The problem with these programs, as I have stated regularly,
is that the benefits are not worth the costs in the long-run. Much has been said and written about the potential inflationary ramifications of the Fed’s actions but there are other effects to consider as well.
First, attempting to artificially keep assets prices high does not fix an economy and can actually cause harm by distorting the all-important price signals needed to aid in the allocation of resources. I agree with Jim Grant, editor of Grants’ Interest Rate Observer, who
remarked that today’s capital markets now resemble of house of mirrors. For example, the market is currently trading at about 14.8 times earnings which historically is on the cheap side and relative to interest rates even cheaper still. However, interest rates are a
significant factor in determining the level of valuations and so the question becomes where would valuations actually be if interest rates were not being kept at these “artificial” low levels? This
makes it difficult to confidently make forecasts and economic decisions resulting in uncertainty which tempers investment and the economy. The low rate environment is confusing for investors and damaging to savers. It effectively forces people into investments
that they might not otherwise own and that possess greater risk than is appropriate.

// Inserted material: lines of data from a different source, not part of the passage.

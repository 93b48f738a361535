use std::{
    fs,
    path::{Path, PathBuf},
};

use serde_json::Value;
use shared::error::{SpriteError, SpriteResult};
use tracing::{debug, info};

pub fn read_sprite(path: &Path) -> SpriteResult<String> {
    let text = fs::read_to_string(path).map_err(|err| SpriteError::io(path, err))?;
    debug!(path = %path.display(), bytes = text.len(), "read sprite file");
    Ok(text)
}

/// Writes `json` followed by a newline, replacing any existing file.
pub fn write_sprite(path: &Path, json: &str) -> SpriteResult<()> {
    let mut text = String::with_capacity(json.len() + 1);
    text.push_str(json);
    text.push('\n');
    fs::write(path, text).map_err(|err| SpriteError::io(path, err))?;
    info!(path = %path.display(), "wrote sprite file");
    Ok(())
}

/// Re-emits any JSON document indented, keeping key order.
pub fn prettify(text: &str) -> SpriteResult<String> {
    let value: Value = serde_json::from_str(text)?;
    Ok(serde_json::to_string_pretty(&value)?)
}

pub fn prettify_file(path: &Path) -> SpriteResult<()> {
    let pretty = prettify(&read_sprite(path)?)?;
    fs::write(path, pretty).map_err(|err| SpriteError::io(path, err))?;
    info!(path = %path.display(), "prettified sprite file");
    Ok(())
}

/// Last path component, splitting on both separators so paths recorded on
/// another platform still display sensibly.
pub fn safe_file_name(path: &str) -> &str {
    path.rsplit(['/', '\\']).next().unwrap_or(path)
}

/// Copies each file in `files` into `dir` unless a file of the same name is
/// already there. Returns the destinations that were written.
pub fn copy_missing_files(files: &[PathBuf], dir: &Path) -> SpriteResult<Vec<PathBuf>> {
    let mut copied = Vec::new();
    for source in files {
        let Some(name) = source.file_name() else {
            continue;
        };
        let target = dir.join(name);
        if target.exists() {
            continue;
        }
        fs::copy(source, &target).map_err(|err| SpriteError::io(source, err))?;
        debug!(from = %source.display(), to = %target.display(), "copied image");
        copied.push(target);
    }
    Ok(copied)
}

#[cfg(test)]
#[path = "tests/files_tests.rs"]
mod tests;
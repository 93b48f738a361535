use shared::{
    domain::{GroupKind, NodeTag},
    error::SpriteError,
};

use super::*;

fn sample_tree() -> (SpriteTree, NodeId, NodeId) {
    let mut tree = SpriteTree::new("walker.spr");
    let meta = tree.add_state("SPRITE_META_DATA").expect("meta");
    let default = tree.add_state("SPRITE_STATE_DEFAULT").expect("default");
    (tree, meta, default)
}

fn labels(tree: &SpriteTree, ids: &[NodeId]) -> Vec<String> {
    ids.iter()
        .map(|id| tree.label(*id).unwrap_or_default().to_string())
        .collect()
}

#[test]
fn parameters_can_only_be_added_to_states() {
    let (mut tree, meta, _) = sample_tree();
    let version = tree.add_parameter(meta, "version").expect("param");

    let err = tree.add_parameter(version, "uri").expect_err("not a state");
    assert!(matches!(err, SpriteError::Selection { .. }));
    assert_eq!(
        err.to_string(),
        "Please select a STATE in the tree to add the parameter to."
    );
}

#[test]
fn scalar_parameter_holds_one_value() {
    let (mut tree, _, default) = sample_tree();
    let uri = tree.add_parameter(default, "uri").expect("param");
    tree.append(uri, NodeTag::Value, "a.png").expect("first value");

    let err = tree
        .append(uri, NodeTag::Value, "b.png")
        .expect_err("second value");
    assert!(matches!(err, SpriteError::Validation(_)));
}

#[test]
fn list_parameter_holds_many_values() {
    let (mut tree, meta, _) = sample_tree();
    let actions = tree.add_parameter(meta, "actions").expect("param");
    tree.push_list_value(actions, "walk").expect("walk");
    tree.push_list_value(actions, "jump").expect("jump");

    assert_eq!(labels(&tree, tree.children(actions)), ["walk", "jump"]);

    let version = tree.add_parameter(meta, "version").expect("param");
    assert!(tree.push_list_value(version, "x").is_err());
}

#[test]
fn value_nodes_are_leaves() {
    let (mut tree, meta, _) = sample_tree();
    let version = tree.add_parameter(meta, "version").expect("param");
    let value = tree.set_value(version, "1.0").expect("value");

    assert!(tree.append(value, NodeTag::Value, "nested").is_err());
}

#[test]
fn set_value_creates_then_overwrites() {
    let (mut tree, _, default) = sample_tree();
    let crop = tree.add_parameter(default, "cropX").expect("param");

    let value = tree.set_value(crop, "10").expect("create");
    assert_eq!(tree.label(value), Some("10"));

    let same = tree.set_value(crop, "12").expect("overwrite via parameter");
    assert_eq!(same, value);
    tree.set_value(value, "14").expect("overwrite via value");
    assert_eq!(labels(&tree, tree.children(crop)), ["14"]);

    assert!(tree.set_value(default, "nope").is_err());
}

#[test]
fn add_group_element_fills_fixed_sub_fields() {
    let (mut tree, meta, default) = sample_tree();
    let fixtures = tree.add_group(default, GroupKind::Fixtures).expect("group");
    let first = tree.add_group_element(fixtures).expect("[1]");
    let second = tree.add_group_element(first).expect("[2] from element");

    assert_eq!(labels(&tree, tree.children(fixtures)), ["[1]", "[2]"]);
    assert_eq!(labels(&tree, tree.children(second)), ["x", "y", "w", "h"]);

    let spawn = tree.add_group(meta, GroupKind::Spawn).expect("spawn");
    let entry = tree.add_group_element(spawn).expect("spawn entry");
    assert_eq!(
        labels(&tree, tree.children(entry)),
        ["uri", "spawnX", "spawnY", "spawnExplode"]
    );
}

#[test]
fn add_group_reuses_existing_container() {
    let (mut tree, meta, _) = sample_tree();
    let first = tree.add_group(meta, GroupKind::Credits).expect("credits");
    let again = tree.add_group(meta, GroupKind::Credits).expect("credits");
    assert_eq!(first, again);
    assert_eq!(tree.children(meta).len(), 1);
}

#[test]
fn removing_group_element_renumbers_siblings() {
    let (mut tree, meta, _) = sample_tree();
    let credits = tree.add_group(meta, GroupKind::Credits).expect("credits");
    let first = tree.add_group_element(credits).expect("[1]");
    tree.add_group_element(credits).expect("[2]");
    tree.add_group_element(credits).expect("[3]");
    let before = tree.len();

    tree.remove(first).expect("remove [1]");

    assert_eq!(labels(&tree, tree.children(credits)), ["[1]", "[2]"]);
    assert_eq!(tree.len(), before - 4);
    assert!(tree.node(first).is_none());
}

#[test]
fn group_element_labels_cannot_be_renamed() {
    let (mut tree, meta, _) = sample_tree();
    let credits = tree.add_group(meta, GroupKind::Credits).expect("credits");
    let element = tree.add_group_element(credits).expect("[1]");
    assert!(tree.rename(element, "[7]").is_err());
    tree.rename(meta, "SPRITE_META_DATA").expect("state rename");
}

#[test]
fn file_node_cannot_be_removed_but_tree_can_be_cleared() {
    let (mut tree, _, _) = sample_tree();
    assert!(tree.remove(tree.root()).is_err());

    tree.clear();
    assert!(tree.is_empty());
    assert_eq!(tree.file_name(), "walker.spr");
    assert_eq!(tree.len(), 1);
}

#[test]
fn states_move_within_bounds() {
    let (mut tree, meta, default) = sample_tree();
    assert!(!tree.move_up(meta).expect("move"));
    assert!(tree.move_down(meta).expect("move"));
    assert_eq!(tree.states(), [default, meta]);
    assert!(!tree.move_down(meta).expect("move"));
}

#[test]
fn increment_inserts_after_source_with_unique_name() {
    let (mut tree, _, default) = sample_tree();
    let walk = tree.add_state("SPRITE_STATE_WALK").expect("walk");
    tree.add_state("SPRITE_STATE_WALK_0").expect("walk_0");
    tree.move_up(walk).expect("move");
    tree.move_up(walk).expect("move");

    let next = tree.increment_state(walk).expect("increment");

    assert_eq!(tree.label(next), Some("SPRITE_STATE_WALK_1"));
    let position = tree.states().iter().position(|id| *id == next);
    assert_eq!(position, Some(1));
    assert!(tree.children(next).is_empty());
    assert!(tree.increment_state(tree.root()).is_err());
    assert!(tree.states().contains(&default));
}

#[test]
fn resolves_label_paths_and_full_paths() {
    let (mut tree, _, default) = sample_tree();
    let uri = tree.add_parameter(default, "uri").expect("param");
    let value = tree.set_value(uri, "a.png").expect("value");

    assert_eq!(
        tree.resolve_path(&["SPRITE_STATE_DEFAULT", "uri"]),
        Some(uri)
    );
    assert_eq!(tree.resolve_path(&["SPRITE_STATE_DEFAULT", "cropX"]), None);
    assert_eq!(
        tree.full_path(value),
        "walker.spr\\SPRITE_STATE_DEFAULT\\uri\\a.png"
    );
}

#[test]
fn removed_ids_are_reported_as_stale() {
    let (mut tree, meta, _) = sample_tree();
    tree.remove(meta).expect("remove");
    let err = tree.add_parameter(meta, "version").expect_err("stale");
    assert!(matches!(err, SpriteError::Selection { .. }));
}

#[test]
fn sibling_states_and_parameters_keep_unique_names() {
    let (mut tree, meta, default) = sample_tree();
    let err = tree
        .add_state("SPRITE_STATE_DEFAULT")
        .expect_err("duplicate state");
    assert!(matches!(err, SpriteError::Validation(_)));
    assert_eq!(tree.states().len(), 2);

    let uri = tree.add_parameter(default, "uri").expect("uri");
    let crop = tree.add_parameter(default, "cropX").expect("cropX");
    assert!(tree.add_parameter(default, "uri").is_err());
    assert!(tree.rename(crop, "uri").is_err());
    tree.rename(uri, "uri").expect("same name");
    tree.add_parameter(meta, "uri").expect("other state");
    assert!(tree.rename(meta, "SPRITE_STATE_DEFAULT").is_err());

    let actions = tree.add_parameter(meta, "actions").expect("actions");
    tree.push_list_value(actions, "walk").expect("walk");
    tree.push_list_value(actions, "walk").expect("repeated value");
}

#[test]
fn group_cannot_replace_a_plain_parameter_of_the_same_name() {
    let (mut tree, _, default) = sample_tree();
    let run = tree.add_state("SPRITE_STATE_RUN").expect("run");
    tree.append(run, NodeTag::Parameter, "fixtures")
        .expect("plain parameter");

    let err = tree
        .add_group(run, GroupKind::Fixtures)
        .expect_err("name taken");
    assert!(matches!(err, SpriteError::Validation(_)));
    assert_eq!(tree.children(run).len(), 1);
    tree.add_group(default, GroupKind::Fixtures).expect("free name");
}
use std::{
    fs,
    path::{Path, PathBuf},
};

use anyhow::Context;
use serde::{Deserialize, Serialize};
use tracing::warn;

use crate::recent::{RecentFiles, DEFAULT_MAX_RECENT};

pub const SETTINGS_PATH_ENV: &str = "SPRITE_EDITOR_SETTINGS";

#[derive(Debug, Clone, PartialEq, Eq, Serialize, Deserialize)]
#[serde(default)]
pub struct EditorSettings {
    /// `?`-delimited recently opened sprite paths, oldest first.
    pub recent_files: String,
    pub max_recent: usize,
    /// File written next to the sprite by "test sprite".
    pub test_file_name: String,
    /// Program that is handed the test file; the test file is only staged
    /// when this is unset.
    pub viewer_command: Option<String>,
}

impl Default for EditorSettings {
    fn default() -> Self {
        Self {
            recent_files: String::new(),
            max_recent: DEFAULT_MAX_RECENT,
            test_file_name: "test.spr".into(),
            viewer_command: None,
        }
    }
}

pub fn default_settings_path() -> PathBuf {
    if let Ok(path) = std::env::var(SETTINGS_PATH_ENV) {
        if !path.trim().is_empty() {
            return PathBuf::from(path);
        }
    }
    dirs::config_dir()
        .unwrap_or_else(std::env::temp_dir)
        .join("sprite_editor")
        .join("settings.toml")
}

/// Loads settings from `path`, falling back to defaults for a missing or
/// unreadable file, then applies `SPRITE_EDITOR__*` env overrides.
pub fn load_settings(path: &Path) -> EditorSettings {
    let mut settings = match fs::read_to_string(path) {
        Ok(raw) => toml::from_str::<EditorSettings>(&raw).unwrap_or_else(|err| {
            warn!(path = %path.display(), error = %err, "ignoring malformed settings file");
            EditorSettings::default()
        }),
        Err(_) => EditorSettings::default(),
    };

    if let Ok(v) = std::env::var("SPRITE_EDITOR__TEST_FILE_NAME") {
        if !v.trim().is_empty() {
            settings.test_file_name = v;
        }
    }
    if let Ok(v) = std::env::var("SPRITE_EDITOR__VIEWER_COMMAND") {
        settings.viewer_command = Some(v).filter(|v| !v.trim().is_empty());
    }
    if let Ok(v) = std::env::var("SPRITE_EDITOR__MAX_RECENT") {
        if let Ok(parsed) = v.parse::<usize>() {
            settings.max_recent = parsed;
        }
    }
    settings.max_recent = settings.max_recent.max(1);

    settings
}

impl EditorSettings {
    pub fn recent(&self) -> RecentFiles {
        RecentFiles::decode(&self.recent_files, self.max_recent)
    }

    pub fn set_recent(&mut self, recent: &RecentFiles) {
        self.recent_files = recent.encode();
    }

    pub fn save(&self, path: &Path) -> anyhow::Result<()> {
        if let Some(parent) = path.parent() {
            fs::create_dir_all(parent).with_context(|| {
                format!("failed to create settings directory '{}'", parent.display())
            })?;
        }
        let raw = toml::to_string_pretty(self).context("failed to encode editor settings")?;
        fs::write(path, raw)
            .with_context(|| format!("failed to write settings file '{}'", path.display()))?;
        Ok(())
    }
}

#[cfg(test)]
#[path = "tests/settings_tests.rs"]
mod tests;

Secondly, as the Fed’s balance sheet continues to massively
expand it will act as a drag in the future when the process must be reversed. The Fed cannot fix what ails today’s economy. They cannot push borrowing rates any lower and unless they are going to lend directly to the public or “instruct” the banks to do so there is not much benefit that can come from buying $40 billion a month of mortgage securities and then possibly tens of billions more in
Treasuries. In fact, the continued purchase of Treasuries is causing the government to become more reliant on the Fed for funding and giving it the perception that the cost of providing public goods is virtually zero. In 2011 the Federal Reserve purchased about 77% of the additional debt issued by the Treasury (Wall Street Journal, Phil Gramm & John Taylor – 9/11/2012). Without the discipline that a “real” or truer interest rate would provide a vicious cycle of ever expanding government is created. This process leaves governments and economies extremely vulnerable to economic shocks. If inflation or the economy picked up the Fed would have to stop buying Treasuries and start selling them putting upward
pressure on rates. As interest rates rise the earnings multiple (P/E) of the market tends to go down putting a damper on potential returns. The private sector has been deleveraging since the financial crisis while the public sector has done the opposite. As seen with
Europe today, rising rates quickly reveal the true burden to large debt loads. Due to their debt burdens, far too many state and local governments would have significant difficulty financing themselves in a slow growth rising rate environment. Watch for a build-up of pressure for the Federal government to guarantee state and local debt as is already happening with public pensions.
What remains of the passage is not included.